ABOUT THIS EXERCISE: Each line in the entries below that holds the string "bytes" must be copied.

(Collected data entries)
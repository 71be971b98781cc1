//! Where the store's record families live. One JSON image per backend.

use std::collections::BTreeMap;
use std::fs;
use std::io::{self, Write};
use std::path::PathBuf;

use parking_lot::Mutex;

/// Key-value persistence under the [`crate::store::Store`].
pub trait StoreBackend: Send + Sync {
    /// Read one family. `Ok(None)` when never written.
    fn load(&self, key: &str) -> Result<Option<String>, StoreError>;
    /// Apply every entry of `batch` as one atomic write. `None` deletes the key.
    fn commit(&self, batch: &[(&str, Option<String>)]) -> Result<(), StoreError>;
}

#[derive(Debug, thiserror::Error)]
pub enum StoreError {
    #[error("store io: {0}")]
    Io(#[from] io::Error),
    #[error("store image: {0}")]
    Image(#[from] serde_json::Error),
}

fn apply(image: &mut BTreeMap<String, String>, batch: &[(&str, Option<String>)]) {
    for (key, value) in batch {
        match value {
            Some(v) => {
                image.insert((*key).to_string(), v.clone());
            }
            None => {
                image.remove(*key);
            }
        }
    }
}

/// Volatile backend for tests and in-process hosts.
#[derive(Debug, Default)]
pub struct MemoryBackend {
    image: Mutex<BTreeMap<String, String>>,
}

impl MemoryBackend {
    pub fn new() -> Self {
        Self::default()
    }
}

impl StoreBackend for MemoryBackend {
    fn load(&self, key: &str) -> Result<Option<String>, StoreError> {
        Ok(self.image.lock().get(key).cloned())
    }

    fn commit(&self, batch: &[(&str, Option<String>)]) -> Result<(), StoreError> {
        apply(&mut self.image.lock(), batch);
        Ok(())
    }
}

/// Single JSON file. Each commit rewrites the image through a temp file + rename.
#[derive(Debug)]
pub struct FileBackend {
    path: PathBuf,
    image: Mutex<BTreeMap<String, String>>,
}

impl FileBackend {
    /// Open `path`. A missing file starts empty; an unreadable image is discarded.
    pub fn open(path: impl Into<PathBuf>) -> Result<Self, StoreError> {
        let path = path.into();
        let image = match fs::read_to_string(&path) {
            Ok(s) => match serde_json::from_str(&s) {
                Ok(image) => image,
                Err(e) => {
                    log::warn!("discarding corrupt store image {}: {}", path.display(), e);
                    BTreeMap::new()
                }
            },
            Err(e) if e.kind() == io::ErrorKind::NotFound => BTreeMap::new(),
            Err(e) => return Err(e.into()),
        };
        Ok(Self {
            path,
            image: Mutex::new(image),
        })
    }

    fn write_image(&self, image: &BTreeMap<String, String>) -> Result<(), StoreError> {
        if let Some(dir) = self.path.parent().filter(|d| !d.as_os_str().is_empty()) {
            fs::create_dir_all(dir)?;
        }
        let bytes = serde_json::to_vec_pretty(image)?;
        let tmp = self.path.with_extension("tmp");
        {
            let mut f = fs::File::create(&tmp)?;
            f.write_all(&bytes)?;
            f.sync_all()?;
        }
        fs::rename(&tmp, &self.path)?;
        Ok(())
    }
}

impl StoreBackend for FileBackend {
    fn load(&self, key: &str) -> Result<Option<String>, StoreError> {
        Ok(self.image.lock().get(key).cloned())
    }

    fn commit(&self, batch: &[(&str, Option<String>)]) -> Result<(), StoreError> {
        let mut image = self.image.lock();
        let mut next = image.clone();
        apply(&mut next, batch);
        self.write_image(&next)?;
        *image = next;
        Ok(())
    }
}

#[cfg(test)]
mod tests {
    use super::*;

    #[test]
    fn memory_commit_and_delete() {
        let b = MemoryBackend::new();
        b.commit(&[("a", Some("1".into())), ("b", Some("2".into()))]).unwrap();
        assert_eq!(b.load("a").unwrap().as_deref(), Some("1"));
        b.commit(&[("a", None)]).unwrap();
        assert!(b.load("a").unwrap().is_none());
        assert_eq!(b.load("b").unwrap().as_deref(), Some("2"));
    }

    #[test]
    fn file_image_survives_reopen() {
        let dir = tempfile::tempdir().unwrap();
        let path = dir.path().join("nested/store.json");
        {
            let b = FileBackend::open(&path).unwrap();
            b.commit(&[("peer", Some("{}".into()))]).unwrap();
        }
        let b = FileBackend::open(&path).unwrap();
        assert_eq!(b.load("peer").unwrap().as_deref(), Some("{}"));
        assert!(!path.with_extension("tmp").exists());
    }

    #[test]
    fn corrupt_file_starts_empty() {
        let dir = tempfile::tempdir().unwrap();
        let path = dir.path().join("store.json");
        fs::write(&path, b"{not json").unwrap();
        let b = FileBackend::open(&path).unwrap();
        assert!(b.load("registrations").unwrap().is_none());
        b.commit(&[("event_counter", Some("3".into()))]).unwrap();
        let reopened = FileBackend::open(&path).unwrap();
        assert_eq!(reopened.load("event_counter").unwrap().as_deref(), Some("3"));
    }

    #[test]
    fn failed_write_keeps_previous_image() {
        let dir = tempfile::tempdir().unwrap();
        let path = dir.path().join("store.json");
        let b = FileBackend::open(&path).unwrap();
        b.commit(&[("a", Some("1".into()))]).unwrap();
        // A directory in place of the temp file makes the next write fail.
        fs::create_dir(path.with_extension("tmp")).unwrap();
        assert!(b.commit(&[("a", Some("2".into()))]).is_err());
        assert_eq!(b.load("a").unwrap().as_deref(), Some("1"));
    }
}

SOLVED EXERCISE:
        let bytes = serde_json::to_vec_pretty(image)?;
            f.write_all(&bytes)?;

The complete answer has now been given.